**Exercise requirements**
Your task is to reproduce exactly the lines that run from the beginning of the data through the line where "pub type EventLoopResult<T>" appears.
** Records for this task follows **
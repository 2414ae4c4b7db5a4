// Halfkey Event Loop
// Exclusive ownership of the physical keyboards and key event polling

use std::os::unix::io::AsRawFd;
use std::time::SystemTime;

use evdev::{Device, EventType};

use crate::input::{is_keyboard, is_virtual_device, DeviceCapabilities, DeviceFilter};
use crate::output::VIRTUAL_DEVICE_NAME;
use crate::{Action, Key};

/// Result type for event loop operations
pub type EventLoopResult<T> = Result<T, EventLoopError>;

/// Errors that can occur in event loop
#[derive(Debug, thiserror::Error)]
pub enum EventLoopError {
    #[error("Device not found: {0}")]
    DeviceNotFound(String),

    #[error("IO error: {0}")]
    Io(#[from] std::io::Error),

    #[error("Event device error: {0}")]
    Evdev(String),
}

/// Device information for listing devices
#[derive(Debug, Clone)]
pub struct DeviceInfo {
    /// Device index
    pub index: usize,
    /// Device name
    pub name: String,
    /// Device path (if available)
    pub path: Option<String>,
}

/// A physical key event read from a grabbed device
#[derive(Debug, Clone)]
pub struct KeyEvent {
    pub key: Key,
    pub action: Action,
    /// Kernel timestamp of the event
    pub timestamp: SystemTime,
    /// Source device name
    pub device_name: String,
}

/// Grabbed keyboards plus the poll set used to wait on them.
///
/// While grabbed, no other reader sees these devices' events; the
/// remapped stream reaches the system only through the uinput device.
pub struct EventLoop {
    devices: Vec<Device>,
    poll_fds: Vec<libc::pollfd>,
    grabbed: bool,
}

impl EventLoop {
    /// Find keyboards matching `filter` and grab each of them
    pub fn new_with_grab(filter: &DeviceFilter) -> EventLoopResult<Self> {
        let mut devices = Self::find_keyboards(filter)?;

        // A previous instance may have died while holding the grab
        for device in &mut devices {
            let _ = device.ungrab();
        }

        for device in &mut devices {
            log::info!("Grabbing device {}", device.name().unwrap_or("Unknown"));
            device.grab()?;
        }

        let poll_fds = Self::create_poll_fds(&devices);
        Ok(Self {
            devices,
            poll_fds,
            grabbed: true,
        })
    }

    fn create_poll_fds(devices: &[Device]) -> Vec<libc::pollfd> {
        devices
            .iter()
            .map(|d| libc::pollfd {
                fd: d.as_raw_fd(),
                events: libc::POLLIN,
                revents: 0,
            })
            .collect()
    }

    /// Give the devices back to the rest of the system
    pub fn ungrab_all(&mut self) {
        if self.grabbed {
            for device in &mut self.devices {
                log::info!("Releasing device {}", device.name().unwrap_or("Unknown"));
                let _ = device.ungrab();
            }
            self.grabbed = false;
        }
    }

    /// List all keyboards that autodetection would pick
    pub fn list_devices() -> EventLoopResult<Vec<DeviceInfo>> {
        let devices_info: Vec<DeviceInfo> = evdev::enumerate()
            .filter(|(_, device)| Self::is_keyboard_device(device))
            .enumerate()
            .map(|(index, (path, device))| DeviceInfo {
                index,
                name: device.name().unwrap_or("Unknown").to_string(),
                path: path.to_str().map(|s| s.to_string()),
            })
            .collect();

        if devices_info.is_empty() {
            return Err(EventLoopError::DeviceNotFound(
                "No keyboard devices found".to_string(),
            ));
        }

        Ok(devices_info)
    }

    fn find_keyboards(filter: &DeviceFilter) -> EventLoopResult<Vec<Device>> {
        let keyboards: Vec<Device> = evdev::enumerate()
            .filter(|(path, device)| {
                let device_name = device.name().unwrap_or("Unknown");
                let device_path = path.to_str().unwrap_or_default();
                let matched = filter.matches(
                    device_name,
                    device_path,
                    Self::is_keyboard_device(device),
                    is_virtual_device(device_name, VIRTUAL_DEVICE_NAME),
                );
                log::debug!(
                    "Device {} ({}) {}",
                    device_name,
                    device_path,
                    if matched { "selected" } else { "skipped" }
                );
                matched
            })
            .map(|(_, device)| device)
            .collect();

        if keyboards.is_empty() {
            let what = if filter.is_autodetect() {
                "No keyboard devices found".to_string()
            } else {
                format!("No device matches {:?}", filter.names())
            };
            return Err(EventLoopError::DeviceNotFound(what));
        }

        Ok(keyboards)
    }

    fn is_keyboard_device(device: &Device) -> bool {
        let has_ev_key = device.supported_events().contains(EventType::KEY);
        let keys = device
            .supported_keys()
            .map(|keys| keys.iter().map(|k| k.code()).collect::<Vec<u16>>())
            .unwrap_or_default();

        let device_name = device.name().unwrap_or("");
        !is_virtual_device(device_name, VIRTUAL_DEVICE_NAME)
            && is_keyboard(&DeviceCapabilities::new(has_ev_key, keys))
    }

    /// Wait up to `timeout_ms` for key events from any grabbed device.
    ///
    /// Non-key events (SYN, MSC, LED) are dropped. A timeout or an
    /// interrupted poll (EINTR) yields an empty vector.
    pub fn poll_for_events(&mut self, timeout_ms: i32) -> EventLoopResult<Vec<KeyEvent>> {
        let mut events = Vec::new();

        let poll_result = unsafe {
            libc::poll(
                self.poll_fds.as_mut_ptr(),
                self.poll_fds.len() as libc::nfds_t,
                timeout_ms,
            )
        };

        if poll_result < 0 {
            let err = std::io::Error::last_os_error();
            // A signal arrived; the caller checks its running flag
            if err.raw_os_error() == Some(libc::EINTR) {
                return Ok(events);
            }
            return Err(EventLoopError::Io(err));
        }

        if poll_result == 0 {
            return Ok(events);
        }

        for (i, device) in self.devices.iter_mut().enumerate() {
            let revents = self.poll_fds[i].revents;
            let device_name = device.name().unwrap_or("Unknown").to_string();
            if revents & (libc::POLLERR | libc::POLLHUP | libc::POLLNVAL) != 0 {
                return Err(EventLoopError::Evdev(format!(
                    "{}: device disconnected",
                    device_name
                )));
            }
            if revents & libc::POLLIN == 0 {
                continue;
            }
            let fetched = device
                .fetch_events()
                .map_err(|e| EventLoopError::Evdev(format!("{}: {}", device_name, e)))?;
            for event in fetched {
                if event.event_type() != EventType::KEY {
                    continue;
                }
                let Some(action) = Action::from_i32(event.value()) else {
                    continue;
                };
                events.push(KeyEvent {
                    key: Key::from(event.code()),
                    action,
                    timestamp: event.timestamp(),
                    device_name: device_name.clone(),
                });
            }
        }

        Ok(events)
    }

    /// Get the names of all devices
    pub fn device_names(&self) -> Vec<String> {
        self.devices
            .iter()
            .map(|d| d.name().unwrap_or("Unknown").to_string())
            .collect()
    }

    /// Get number of devices managed by this event loop
    pub fn device_count(&self) -> usize {
        self.devices.len()
    }
}

/// Devices must be ungrabbed on every exit path, including panics,
/// or the keyboard stays unusable.
impl Drop for EventLoop {
    fn drop(&mut self) {
        self.ungrab_all();
    }
}
// Halfkey State Module
// Downstream key state tracking

mod keystate;

pub use keystate::KeyState;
** End of Records for this task **
**Result of this exercise**
repository 2414ae4c4b7db5a4
// Halfkey Event Loop
// Exclusive ownership of the physical keyboards and key event polling

use std::os::unix::io::AsRawFd;
use std::time::SystemTime;

use evdev::{Device, EventType};

use crate::input::{is_keyboard, is_virtual_device, DeviceCapabilities, DeviceFilter};
use crate::output::VIRTUAL_DEVICE_NAME;
use crate::{Action, Key};

/// Result type for event loop operations
pub type EventLoopResult<T> = Result<T, EventLoopError>;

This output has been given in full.